Der Vater, der mit seinem Kind zu Jesus kommt, schreit die Not heraus: „Ich glaube; hilf meinem Unglauben!“ Er könnte auch sagen: „Ich möchte Gott in meinem Leben haben, hilf mir, ihn zu finden und zu erfahren!“ Mit leeren Händen steht er vor Jesus, weiß nicht, wie das gehen soll, weiß nicht, wie er das tun soll: glauben, sich in Beziehung zu Gott setzen, beten, Gottes Angebot annehmen und seine Liebe erwidern. Seine Leere ist offen für das, was Jesus ihm gibt.
„Habt ihr schon mal das Gefühl gehabt: Gott ist da?“ frage ich meine Konfirmandinnen und Konfirmanden. „Ja,“ sagt eine und erzählt, wie sie oben auf einem Berg stand und ihre Höhenangst überwunden hatte. „Gott hat mir dabei geholfen!“ Und eine andere erinnert mich: „Wissen Sie noch, wie sie in der Schule vor Klassenarbeiten mit uns gebetet haben?“ Jetzt bin ich beschenkt. „Da war Gott da.“, sagt sie, und „Das war ein gutes Gefühl.“
Mein eigener Weg zurück zum Glauben begann mit einem neuen Staunen. Etwa ein halbes Jahr nach meiner Entscheidung, Gott aus meinem Leben zu verabschieden, stand ich an einem warmen, sonnigen Tag vor einer Blume und habe ihre Schönheit bewundert. Ein Feldrain voller Mohnblumen und diese eine faszinierte mich: filigran, strahlende Farben, ausgewogene Symmetrien, ein Wunderwerk. Und das sollte alles nur Zufall sein? Wer hat den Plan hinter all dem gemacht und die Gesetze, nach denen das Leben sich entfaltet? Ich spürte eine seltsame Einsamkeit und Sehnsucht nach dem, der dieses Wunder zustande gebracht hat. Mein Weg zum Glauben war und ist eine Suchbewegung nach Gott, der diese Welt so wunderbar eingerichtet hat. Als ich vorsichtig an jenem Abend meine Hände gefaltet und nach Worten gesucht habe, waren sie wieder da, die Wärme aus Kindertagen und die vertrauensvolle Weite jener Momente, in denen meine Großmutter mit mir abends gebetet hat. Gott wurde wieder Teil meines Lebens und ich erfahre immer einmal wieder, wie sich betend meine innere Verwirrung in Offenheit dafür wandelt, welchen Weg Gott nun mit mir gehen wird.
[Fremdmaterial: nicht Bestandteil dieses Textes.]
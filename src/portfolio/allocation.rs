//converts the holding mask into daily target weights (equal or inverse volatility)
//the weight table carries one rebalance flag per day

use crate::data::{Panel, PricePanel, SignalMask};
use crate::error::{BacktestError, Result};
use serde::{Deserialize, Serialize};
use statrs::statistics::Statistics;
use std::fmt;
use std::str::FromStr;
use tracing::{debug, info};

//absolute per-instrument difference above which a weight row counts as changed
pub const WEIGHT_TOLERANCE: f64 = 1e-9;

//weights are normalised, so the annualisation factor cancels out
const ANNUALISATION_DAYS: u32 = 252;

//allocation policy applied among the selected instruments
#[derive(Debug, Clone, Copy, PartialEq, Eq, Serialize, Deserialize)]
#[serde(rename_all = "snake_case")]
pub enum AllocationPolicy {
    Equal,      //1 / n for each selected instrument
    RiskParity, //proportional to 1 / trailing volatility
}

impl FromStr for AllocationPolicy {
    type Err = BacktestError;

    fn from_str(s: &str) -> std::result::Result<Self, Self::Err> {
        match s.trim().to_lowercase().as_str() {
            "equal" => Ok(AllocationPolicy::Equal),
            "risk_parity" => Ok(AllocationPolicy::RiskParity),
            _ => Err(BacktestError::UnknownPolicy(s.to_string())),
        }
    }
}

impl fmt::Display for AllocationPolicy {
    fn fmt(&self, f: &mut fmt::Formatter<'_>) -> fmt::Result {
        match self {
            AllocationPolicy::Equal => write!(f, "equal"),
            AllocationPolicy::RiskParity => write!(f, "risk_parity"),
        }
    }
}

//daily target weights plus the per-day rebalance flag
#[derive(Debug, Clone, PartialEq, Serialize)]
pub struct WeightTable {
    weights: Panel<f64>,
    rebalance: Vec<bool>,
}

impl WeightTable {
    //flags each day whose row differs from the previous one
    //the first day is compared with an all-cash row
    pub fn new(weights: Panel<f64>) -> Self {
        let zero = vec![0.0; weights.width()];
        let rebalance = (0..weights.len())
            .map(|t| {
                let prev = if t == 0 { &zero[..] } else { weights.row(t - 1) };
                weights
                    .row(t)
                    .iter()
                    .zip(prev)
                    .any(|(w, p)| (w - p).abs() > WEIGHT_TOLERANCE)
            })
            .collect();

        WeightTable { weights, rebalance }
    }

    pub fn weights(&self) -> &Panel<f64> {
        &self.weights
    }

    pub fn row(&self, t: usize) -> &[f64] {
        self.weights.row(t)
    }

    pub fn is_rebalance_day(&self, t: usize) -> bool {
        self.rebalance[t]
    }

    pub fn rebalance_flags(&self) -> &[bool] {
        &self.rebalance
    }

    pub fn len(&self) -> usize {
        self.weights.len()
    }

    pub fn is_empty(&self) -> bool {
        self.weights.is_empty()
    }
}

//equal weights over the selected columns
fn equal_weights(selected: &[bool]) -> Vec<f64> {
    let active = selected.iter().filter(|&&s| s).count();
    if active == 0 {
        return vec![0.0; selected.len()];
    }
    let weight = 1.0 / active as f64;
    selected
        .iter()
        .map(|&s| if s { weight } else { 0.0 })
        .collect()
}

//inverse-volatility weights over the selected columns
//a missing or zero volatility takes the mean of the usable ones among the
//selected instruments, with none usable the row is equally weighted
fn inverse_volatility_weights(selected: &[bool], vols: &[Option<f64>]) -> Vec<f64> {
    let usable: Vec<f64> = selected
        .iter()
        .zip(vols)
        .filter_map(|(&s, v)| if s { *v } else { None })
        .filter(|v| *v > 0.0)
        .collect();

    if usable.is_empty() {
        return equal_weights(selected);
    }

    let mean_vol = usable.iter().sum::<f64>() / usable.len() as f64;

    let inverse: Vec<f64> = selected
        .iter()
        .zip(vols)
        .map(|(&s, v)| match (s, v) {
            (false, _) => 0.0,
            (true, Some(vol)) if *vol > 0.0 => 1.0 / vol,
            (true, _) => 1.0 / mean_vol,
        })
        .collect();

    let total: f64 = inverse.iter().sum();
    inverse.iter().map(|iv| iv / total).collect()
}

//trailing annualised std of simple returns known on day t, over the last
//min(vol_window, t) returns; undefined with fewer than 2 returns
fn trailing_volatility(prices: &PricePanel, vol_window: usize) -> Vec<Vec<Option<f64>>> {
    let annualise = (ANNUALISATION_DAYS as f64).sqrt();

    (0..prices.len())
        .map(|t| {
            let count = vol_window.min(t);
            (0..prices.width())
                .map(|i| {
                    if count < 2 {
                        return None;
                    }
                    let returns: Vec<f64> = (t + 1 - count..=t)
                        .map(|s| prices.get(s, i) / prices.get(s - 1, i) - 1.0)
                        .collect();
                    let vol = returns.std_dev() * annualise;
                    vol.is_finite().then_some(vol)
                })
                .collect()
        })
        .collect()
}

//target weights for every day of the price panel
//fails with UnknownPolicy for any name other than equal / risk_parity
pub fn compute_positions(
    signals: &SignalMask,
    prices: &PricePanel,
    policy: &str,
    vol_window: usize,
) -> Result<WeightTable> {
    let policy: AllocationPolicy = policy.parse()?;
    prices.ensure_same_axes(signals, "signal mask")?;

    let rows: Vec<Vec<f64>> = match policy {
        AllocationPolicy::Equal => signals.rows().iter().map(|row| equal_weights(row)).collect(),
        AllocationPolicy::RiskParity => {
            let vols = trailing_volatility(prices, vol_window);
            signals
                .rows()
                .iter()
                .zip(&vols)
                .map(|(row, vol_row)| inverse_volatility_weights(row, vol_row))
                .collect()
        }
    };

    let table = WeightTable::new(prices.with_rows(rows)?);
    let rebalances = table.rebalance_flags().iter().filter(|&&r| r).count();
    info!(%policy, rebalances, "computed target weights");
    debug!(vol_window, days = table.len(), "weight table shape");

    Ok(table)
}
„Alle Dinge sind dem Menschen möglich, der glaubt!“ Der Jugendliche erinnert sich: „Das ist mein Konfirmationsspruch.“ Und nachdenklich fährt er fort: „Zweifel, die sind uns selbst geschuldet. Man zweifelt an sich.“ Wie er das meint, will ich wissen. „Wenn mir etwas Schlechtes geschieht, frage ich mich, was ich falsch gemacht habe, dass mir das geschieht. Und dann denke ich „Gott will mich für irgendwas bestrafen oder hat mich vergessen.“ Andere diskutieren mit. „In manchen Situationen, in denen man Gott braucht, ist er nicht da. Warum macht er nichts?“ Den Jugendlichen brennen die Probleme unserer Zeit unter den Nägeln. „Manchmal denkt man, es wird gar nicht gehört! Nicht nur von Gott, sondern auch von anderen. Das mit dem Klimawandel … Da musste erst mal jemand kommen, der die Schule schwänzt, um darauf aufmerksam zu machen, damit wenigstens mal ein paar diesen Gedanken bekommen: unsere Welt wird bald gar nicht mehr so sein, wie sie mal früher war. Dass es so weit erst mal kommen muss …“ sagt eine Jugendliche und ein anderer fügt hinzu. „Wenn Gott allmächtig ist, warum tut er dann nichts?“ Sie antwortet: „Vielleicht denkt er sich auch: ‘Okay, ihr hattet Eure Chance!‘ Ich meine: Er hat uns die Welt geschenkt, damit wir draus lernen und leben können, und wir machen es, ohne dass es uns wenigstens ein bisschen stört, machen wir sie einfach kaputt und zwar das, was er uns erschaffen hat. Und vielleicht denkt er sich: ‘Okay, wenn ihr halt nicht wollt, wenn ihr darauf nicht achtet, was ihr macht, dann ist es eure Schuld. Warum soll ich Euch helfen, wenn ihr meine Erde zerstört, die ich euch geschenkt habe.‘“ Traurig blickt sie in die Runde. Wir alle sind nachdenklich.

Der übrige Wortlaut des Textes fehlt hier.